Christians are not going to be the salvation of the White race, no matter how much they breed because Christians don’t care about race and it’s baked into the ‘radically inclusive’ nature of their faith.
So, when Christian converts take over White Nationalism, it will simply become a de-racinated ‘Christian Nationalism’.
Christianity was at the forefront of the ‘civil rights’ movement in the US: One of the most important betrayals of Whites (right up there with supporting wars of Whites on Whites in Europe).
I contend that even if everything you say about Christians and White Nationalism were to come to pass, Christianity wouldn’t save the White race.
Because it doesn’t want to and it’s not designed to do so.
Unlike White Nationalism.
If Peace is the ultimate goal we should go ahead and submit and have done with it.
Life is struggle, contest, discontent; Peace is death.
Peace is my goal, but we have to kill all warmongers first, and then weed them out of every future generation. Not exactly pacifism, I’ll grant you that.
With all due respect Greg, doesn’t Peace ultimately lead to degeneration and Nihilism. And isn’t Death and non-being the ultimate peace ala Buddhism via Schopenhauer? With all his faults I think Nietzsche settled this question.
Ah; Peace the old-fashioned way.
Rez: unless I miss my guess, Greg is speaking facetiously.
Haha … totally missed that!
If there were a secret society or succession of them which ultimately directed the flow of information and resources in this world to a beneficent and eugenic end, I would like to think that it would maintain man’s ability to struggle in his own genetic interest whilst increasing his capacity for wisdom and compassion. Tough job!
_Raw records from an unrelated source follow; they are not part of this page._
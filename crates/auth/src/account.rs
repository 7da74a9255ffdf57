use serde::{Deserialize, Serialize};
use uuid::Uuid;

use hearth_core::AccountId;

/// Per-login session token the client echoes back on every request.
#[derive(Debug, Copy, Clone, PartialEq, Eq, Hash, Serialize, Deserialize)]
#[serde(transparent)]
pub struct Nonce(u64);

impl Nonce {
    /// Draw a fresh, non-zero nonce.
    pub fn generate() -> Self {
        let bytes = Uuid::new_v4().into_bytes();
        let mut raw = [0u8; 8];
        raw.copy_from_slice(&bytes[..8]);
        Self(u64::from_be_bytes(raw).max(1))
    }

    pub fn from_raw(raw: u64) -> Self {
        Self(raw)
    }

    pub fn value(self) -> u64 {
        self.0
    }
}

impl core::fmt::Display for Nonce {
    fn fmt(&self, f: &mut core::fmt::Formatter<'_>) -> core::fmt::Result {
        core::fmt::Display::fmt(&self.0, f)
    }
}

/// A player account.
#[derive(Debug, Clone, PartialEq, Eq, Serialize, Deserialize)]
pub struct Account {
    #[serde(rename = "_id")]
    pub id: AccountId,
    pub email: String,
    #[serde(rename = "Nonce")]
    pub nonce: Nonce,
    /// Days since the Unix epoch of the last inventory fetch.
    #[serde(rename = "LastLoginDay", default, skip_serializing_if = "Option::is_none")]
    pub last_login_day: Option<i64>,
}

impl Account {
    pub fn new(email: impl Into<String>) -> Self {
        Self {
            id: AccountId::new(),
            email: email.into(),
            nonce: Nonce::generate(),
            last_login_day: None,
        }
    }

    /// Start a new session, invalidating the previous nonce.
    pub fn rotate_nonce(&mut self) -> Nonce {
        self.nonce = Nonce::generate();
        self.nonce
    }
}
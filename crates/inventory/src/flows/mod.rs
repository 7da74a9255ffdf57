//! Flow orchestrators.
//!
//! Each flow is a synchronous function over aggregates that the caller has
//! already loaded. Flows mutate those handles in place and return the response
//! body; persisting the result (once, after the flow succeeds) is the caller's
//! job.

pub mod account;
pub mod grant;
pub mod guild;
pub mod loadout;
pub mod recipe;
pub mod syndicate;
pub mod view;

pub use account::{apply_daily_reset, day_number, provision};
pub use grant::add_items;
pub use guild::{CreateGuildRequest, create_guild};
pub use loadout::{LoadoutSection, SaveLoadoutOutcome, SaveLoadoutRequest, parse_sections, save_loadout};
pub use recipe::{
    ClaimRecipe, ClaimRecipeRequest, ClaimRecipeResponse, StartRecipeRequest, StartRecipeResponse,
    claim_recipe, start_recipe,
};
pub use syndicate::{SyndicateSacrificeRequest, SyndicateSacrificeResponse, sacrifice};
pub use view::{ItemLists, ListedItem, StatsView, WeaponStat, inventory_view, item_lists, stats_view};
He sounds like a very learned man.
Did he interact at all with Savitri Devi? IMO Savitri Devi’s “The Lighting and the Sun” was The best presentation of history, racial realities with positive religion and just – practical things to do in a really really bad time “Kali Yuga”.
Did this Egyptologist Johann Christoph “Jan” Assmann also write about the Mittani royals that Savitri Devi said the Egyptian royals intermarried with because the Mittani’s supposedly had better “blue blood”.
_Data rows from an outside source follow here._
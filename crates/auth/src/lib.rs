//! `hearth-auth`: account identity and request credential checks.
//!
//! This crate is decoupled from HTTP and storage: callers look the account up
//! and hand it to [`verify_credentials`].

pub mod account;
pub mod credentials;

pub use account::{Account, Nonce};
pub use credentials::{AuthError, Credentials, verify_credentials};
//! Reward/purchase granting.

use std::sync::Arc;

use hearth_core::DomainResult;

use crate::catalog::ItemCatalog;
use crate::changes::InventoryChanges;
use crate::inventory::Inventory;
use crate::primitives::add_item;

const STORE_ITEM_PREFIX: &str = "/Lotus/StoreItems/";

/// Grants a store/reward item to an inventory.
pub trait AcquisitionService: Send + Sync {
    fn grant(&self, item_type: &str, inventory: &mut Inventory) -> DomainResult<InventoryChanges>;
}

impl<A> AcquisitionService for Arc<A>
where
    A: AcquisitionService + ?Sized,
{
    fn grant(&self, item_type: &str, inventory: &mut Inventory) -> DomainResult<InventoryChanges> {
        (**self).grant(item_type, inventory)
    }
}

/// Resolves store-item names to their in-game type and grants one unit.
#[derive(Clone)]
pub struct StoreItemAcquisition {
    catalog: Arc<dyn ItemCatalog>,
}

impl StoreItemAcquisition {
    pub fn new(catalog: Arc<dyn ItemCatalog>) -> Self {
        Self { catalog }
    }
}

/// `/Lotus/StoreItems/Foo` → `/Lotus/Foo`; other names pass through.
pub fn store_item_to_item_type(item_type: &str) -> String {
    match item_type.strip_prefix(STORE_ITEM_PREFIX) {
        Some(rest) => format!("/Lotus/{rest}"),
        None => item_type.to_string(),
    }
}

impl AcquisitionService for StoreItemAcquisition {
    fn grant(&self, item_type: &str, inventory: &mut Inventory) -> DomainResult<InventoryChanges> {
        let resolved = store_item_to_item_type(item_type);
        add_item(inventory, self.catalog.as_ref(), &resolved, 1)
    }
}

#[cfg(test)]
mod tests {
    use super::*;
    use crate::catalog::{ItemCategory, StaticCatalog};
    use crate::changes::CountedKind;
    use hearth_core::{AccountId, DomainError};

    #[test]
    fn store_names_are_mapped_before_lookup() {
        assert_eq!(
            store_item_to_item_type("/Lotus/StoreItems/Types/Items/MiscItems/SyndicateSigilNewLoka"),
            "/Lotus/Types/Items/MiscItems/SyndicateSigilNewLoka"
        );
        assert_eq!(store_item_to_item_type("/Lotus/Types/Keys/DojoKey"), "/Lotus/Types/Keys/DojoKey");
    }

    #[test]
    fn grant_adds_one_unit_of_the_resolved_item() {
        let catalog = StaticCatalog::new().with_item(
            "/Lotus/Types/Items/MiscItems/SyndicateSigilNewLoka",
            ItemCategory::Counted(CountedKind::MiscItems),
        );
        let acquisition = StoreItemAcquisition::new(Arc::new(catalog));
        let mut inventory = Inventory::new(AccountId::new());

        let changes = acquisition
            .grant("/Lotus/StoreItems/Types/Items/MiscItems/SyndicateSigilNewLoka", &mut inventory)
            .unwrap();

        assert_eq!(changes.counted(CountedKind::MiscItems).len(), 1);
        assert_eq!(
            inventory.misc_items.count("/Lotus/Types/Items/MiscItems/SyndicateSigilNewLoka"),
            1
        );
    }

    #[test]
    fn unknown_reward_surfaces_unknown_item_type() {
        let acquisition = StoreItemAcquisition::new(Arc::new(StaticCatalog::new()));
        let mut inventory = Inventory::new(AccountId::new());

        let err = acquisition.grant("/Lotus/StoreItems/Nothing", &mut inventory).unwrap_err();
        assert!(matches!(err, DomainError::UnknownItemType(t) if t == "/Lotus/Nothing"));
    }
}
I had never heard any references to “The Mittanis” except through Savitri Devi’s “The Lightning and the Sun”
Nietzsche, on the one hand, and even the Nazis, on the other, did not see Islam as a religion of slaves. These are just facts. While the femininity and androgyny of Christianity and cosmotheism can easily be justified or not contradict the development of this in the case of cosmotheism.
German author Sigrid Hunke who has worked in Ahnenerbe, was a big fan of the Islam, but she despiced the Christianity as weak and non-European religion.
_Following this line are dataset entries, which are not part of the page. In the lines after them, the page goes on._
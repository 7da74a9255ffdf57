//! Ordered collections nested inside the inventory document.
//!
//! Two shapes exist:
//!
//! - [`IdentityMap`]: entities addressed by a stable identity (pending recipes,
//!   equipment, loadout configs, affiliations). O(1) find/update/remove by id,
//!   insertion order preserved for serialization.
//! - [`CountedItems`]: stackable items addressed by item type with an additive
//!   count (misc items, blueprints, gear, keys).

use indexmap::IndexMap;
use serde::de::Deserializer;
use serde::ser::Serializer;
use serde::{Deserialize, Serialize};

use hearth_core::{DomainError, DomainResult, Entity, ValueObject};

/// An `(ItemType, ItemCount)` pair; a stored stack or a signed delta.
#[derive(Debug, Clone, PartialEq, Eq, Serialize, Deserialize)]
#[serde(rename_all = "PascalCase")]
pub struct TypeCount {
    pub item_type: String,
    pub item_count: i64,
}

impl TypeCount {
    pub fn new(item_type: impl Into<String>, item_count: i64) -> Self {
        Self {
            item_type: item_type.into(),
            item_count,
        }
    }

    /// The same entry with its count negated (consumption <-> refund).
    pub fn negated(&self) -> Self {
        Self {
            item_type: self.item_type.clone(),
            item_count: self.item_count.saturating_neg(),
        }
    }
}

impl ValueObject for TypeCount {}

/// Ordered identity map of entities.
#[derive(Debug, Clone, PartialEq)]
pub struct IdentityMap<T: Entity> {
    entries: IndexMap<T::Id, T>,
}

impl<T: Entity> Default for IdentityMap<T> {
    fn default() -> Self {
        Self {
            entries: IndexMap::new(),
        }
    }
}

impl<T: Entity> IdentityMap<T> {
    pub fn new() -> Self {
        Self::default()
    }

    pub fn len(&self) -> usize {
        self.entries.len()
    }

    pub fn is_empty(&self) -> bool {
        self.entries.is_empty()
    }

    pub fn contains(&self, id: &T::Id) -> bool {
        self.entries.contains_key(id)
    }

    pub fn get(&self, id: &T::Id) -> Option<&T> {
        self.entries.get(id)
    }

    pub fn get_mut(&mut self, id: &T::Id) -> Option<&mut T> {
        self.entries.get_mut(id)
    }

    /// Insert an entity. An entity with the same id is replaced in place
    /// (keeping its position) and returned.
    pub fn insert(&mut self, entity: T) -> Option<T> {
        let id = entity.id().clone();
        self.entries.insert(id, entity)
    }

    /// Remove by id, preserving the order of the remaining entries.
    pub fn remove(&mut self, id: &T::Id) -> Option<T> {
        self.entries.shift_remove(id)
    }

    /// Find an entity by id or append the one built by `make`.
    pub fn get_or_insert_with(&mut self, id: T::Id, make: impl FnOnce() -> T) -> &mut T {
        self.entries.entry(id).or_insert_with(make)
    }

    pub fn iter(&self) -> impl Iterator<Item = &T> {
        self.entries.values()
    }

    pub fn iter_mut(&mut self) -> impl Iterator<Item = &mut T> {
        self.entries.values_mut()
    }
}

impl<T: Entity> FromIterator<T> for IdentityMap<T> {
    fn from_iter<I: IntoIterator<Item = T>>(iter: I) -> Self {
        let mut map = Self::new();
        for entity in iter {
            map.insert(entity);
        }
        map
    }
}

impl<T> Serialize for IdentityMap<T>
where
    T: Entity + Serialize,
{
    fn serialize<S: Serializer>(&self, serializer: S) -> Result<S::Ok, S::Error> {
        serializer.collect_seq(self.entries.values())
    }
}

impl<'de, T> Deserialize<'de> for IdentityMap<T>
where
    T: Entity + Deserialize<'de>,
{
    fn deserialize<D: Deserializer<'de>>(deserializer: D) -> Result<Self, D::Error> {
        let entries = Vec::<T>::deserialize(deserializer)?;
        Ok(entries.into_iter().collect())
    }
}

/// Ordered stacks keyed by item type. Counts are additive; a stack whose count
/// drops to zero or below is pruned.
#[derive(Debug, Clone, Default, PartialEq, Eq)]
pub struct CountedItems {
    stacks: IndexMap<String, i64>,
}

impl CountedItems {
    pub fn new() -> Self {
        Self::default()
    }

    pub fn len(&self) -> usize {
        self.stacks.len()
    }

    pub fn is_empty(&self) -> bool {
        self.stacks.is_empty()
    }

    /// Current count for an item type (0 when absent).
    pub fn count(&self, item_type: &str) -> i64 {
        self.stacks.get(item_type).copied().unwrap_or(0)
    }

    /// Add a signed delta to an item type's stack and return the new count.
    ///
    /// A sum outside `i64` is rejected and leaves the stack untouched.
    pub fn add(&mut self, item_type: &str, delta: i64) -> DomainResult<i64> {
        let count = self
            .count(item_type)
            .checked_add(delta)
            .ok_or_else(|| DomainError::validation(format!("count for {item_type} out of range")))?;
        if count <= 0 {
            self.stacks.shift_remove(item_type);
        } else if let Some(stack) = self.stacks.get_mut(item_type) {
            *stack = count;
        } else {
            self.stacks.insert(item_type.to_string(), count);
        }
        Ok(count)
    }

    pub fn iter(&self) -> impl Iterator<Item = TypeCount> + '_ {
        self.stacks
            .iter()
            .map(|(item_type, count)| TypeCount::new(item_type.clone(), *count))
    }
}

impl Serialize for CountedItems {
    fn serialize<S: Serializer>(&self, serializer: S) -> Result<S::Ok, S::Error> {
        serializer.collect_seq(self.iter())
    }
}

impl<'de> Deserialize<'de> for CountedItems {
    fn deserialize<D: Deserializer<'de>>(deserializer: D) -> Result<Self, D::Error> {
        let entries = Vec::<TypeCount>::deserialize(deserializer)?;
        let mut items = CountedItems::new();
        for entry in entries {
            items
                .add(&entry.item_type, entry.item_count)
                .map_err(serde::de::Error::custom)?;
        }
        Ok(items)
    }
}

#[cfg(test)]
mod tests {
    use super::*;
    use proptest::prelude::*;

    #[derive(Debug, Clone, PartialEq, Serialize, Deserialize)]
    struct Slot {
        id: u32,
        label: String,
    }

    impl Entity for Slot {
        type Id = u32;

        fn id(&self) -> &u32 {
            &self.id
        }
    }

    fn slot(id: u32, label: &str) -> Slot {
        Slot {
            id,
            label: label.to_string(),
        }
    }

    #[test]
    fn identity_map_replaces_in_place_and_keeps_order() {
        let mut map: IdentityMap<Slot> = [slot(1, "a"), slot(2, "b"), slot(3, "c")]
            .into_iter()
            .collect();

        let old = map.insert(slot(2, "B"));
        assert_eq!(old, Some(slot(2, "b")));

        let labels: Vec<_> = map.iter().map(|s| s.label.as_str()).collect();
        assert_eq!(labels, vec!["a", "B", "c"]);
    }

    #[test]
    fn identity_map_remove_preserves_remaining_order() {
        let mut map: IdentityMap<Slot> = [slot(1, "a"), slot(2, "b"), slot(3, "c")]
            .into_iter()
            .collect();

        assert!(map.remove(&1).is_some());
        assert!(map.remove(&1).is_none());

        let ids: Vec<_> = map.iter().map(|s| s.id).collect();
        assert_eq!(ids, vec![2, 3]);
    }

    #[test]
    fn identity_map_serializes_as_plain_sequence() {
        let map: IdentityMap<Slot> = [slot(7, "x")].into_iter().collect();
        let json = serde_json::to_value(&map).unwrap();
        assert_eq!(json, serde_json::json!([{ "id": 7, "label": "x" }]));
    }

    #[test]
    fn counted_items_prune_at_zero() {
        let mut items = CountedItems::new();
        assert_eq!(items.add("/Lotus/Types/Items/MiscItems/Ferrite", 5), Ok(5));
        assert_eq!(items.add("/Lotus/Types/Items/MiscItems/Ferrite", -5), Ok(0));
        assert!(items.is_empty());
    }

    #[test]
    fn counted_items_reject_overflowing_sums() {
        let mut items = CountedItems::new();
        items.add("/Lotus/Types/Items/MiscItems/Ferrite", 10).unwrap();

        let err = items.add("/Lotus/Types/Items/MiscItems/Ferrite", i64::MAX).unwrap_err();
        assert!(matches!(err, DomainError::Validation(_)));
        assert_eq!(items.count("/Lotus/Types/Items/MiscItems/Ferrite"), 10);

        let json = serde_json::json!([
            { "ItemType": "/A", "ItemCount": i64::MAX },
            { "ItemType": "/A", "ItemCount": 1 },
        ]);
        assert!(serde_json::from_value::<CountedItems>(json).is_err());
    }

    #[test]
    fn negating_the_minimum_count_saturates() {
        let entry = TypeCount::new("/A", i64::MIN);
        assert_eq!(entry.negated().item_count, i64::MAX);
    }

    #[test]
    fn counted_items_serialize_in_insertion_order() {
        let mut items = CountedItems::new();
        items.add("/B", 1).unwrap();
        items.add("/A", 2).unwrap();
        items.add("/B", 3).unwrap();

        let json = serde_json::to_value(&items).unwrap();
        assert_eq!(
            json,
            serde_json::json!([
                { "ItemType": "/B", "ItemCount": 4 },
                { "ItemType": "/A", "ItemCount": 2 },
            ])
        );
    }

    proptest! {
        #![proptest_config(ProptestConfig {
            cases: 256,
            ..ProptestConfig::default()
        })]

        /// Property: the stored count is the running sum of deltas whenever that
        /// sum stays positive, and the stack is gone once it does not.
        #[test]
        fn stored_count_tracks_positive_running_sum(
            deltas in prop::collection::vec(1i64..1_000i64, 1..20)
        ) {
            let mut items = CountedItems::new();
            let mut expected = 0i64;
            for delta in &deltas {
                expected += delta;
                prop_assert_eq!(items.add("/Lotus/Types/Items/MiscItems/Alloy", *delta), Ok(expected));
            }
            prop_assert_eq!(items.count("/Lotus/Types/Items/MiscItems/Alloy"), expected);

            items.add("/Lotus/Types/Items/MiscItems/Alloy", -expected).unwrap();
            prop_assert_eq!(items.count("/Lotus/Types/Items/MiscItems/Alloy"), 0);
            prop_assert!(items.is_empty());
        }

        /// Property: with deltas anywhere in `i64`, each add either lands on the
        /// exact sum or fails and leaves the stored count as it was.
        #[test]
        fn extreme_deltas_never_wrap(
            deltas in prop::collection::vec(
                prop_oneof![Just(i64::MAX), Just(i64::MIN), any::<i64>(), -1_000i64..1_000i64],
                1..20,
            )
        ) {
            let mut items = CountedItems::new();
            for delta in &deltas {
                let before = items.count("/Lotus/Types/Items/MiscItems/Alloy");
                match before.checked_add(*delta) {
                    Some(sum) => {
                        prop_assert_eq!(items.add("/Lotus/Types/Items/MiscItems/Alloy", *delta), Ok(sum));
                        prop_assert_eq!(items.count("/Lotus/Types/Items/MiscItems/Alloy"), sum.max(0));
                    }
                    None => {
                        prop_assert!(items.add("/Lotus/Types/Items/MiscItems/Alloy", *delta).is_err());
                        prop_assert_eq!(items.count("/Lotus/Types/Items/MiscItems/Alloy"), before);
                    }
                }
            }
        }
    }
}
I’d not heard of this person or their work. Very interesting.
The Egyptians introduced another concept (besides monotheism) into the supernatural thinking of the West: Judgement after death.
It’s almost ubiquitous now due to the embrace of ‘judgement after death’ across the West, even among folkish and pagan practitioners. But when one looks at the folks beliefs enough, one sees another view entirely. In this view, we keep on living in the afterlife one that which we built while alive. Thus, whatever ‘judgement’ befalls a person is constructed during their lives, but they are not ‘judged’ by a supreme law other than ‘if you build it, you must live in it’.
Egypt introduced the idea of the ‘weighing of the soul’ and it caught on as a means of social control in all of the nations that it significantly influenced. First you create the idea of ‘lack’ than you provide the means of filling that lack (for the price obedience and a regular tithe).
Like Assman, I believe that every spiritual belief ultimately resolves in the same way, leads to the same destination. However, some beliefs lead to less suffering in life than others.
What Whites cannot afford are supernatural beliefs that require everyone believe the same thing (like monotheism). The tiniest point of friction will be exploited to create divisions and internal violence within the White race.
If all Whites could all have the same supernatural belief at the same time it wouldn’t matter if that belief were ‘true’ or not. It would matter that, for once, we were all on the same page.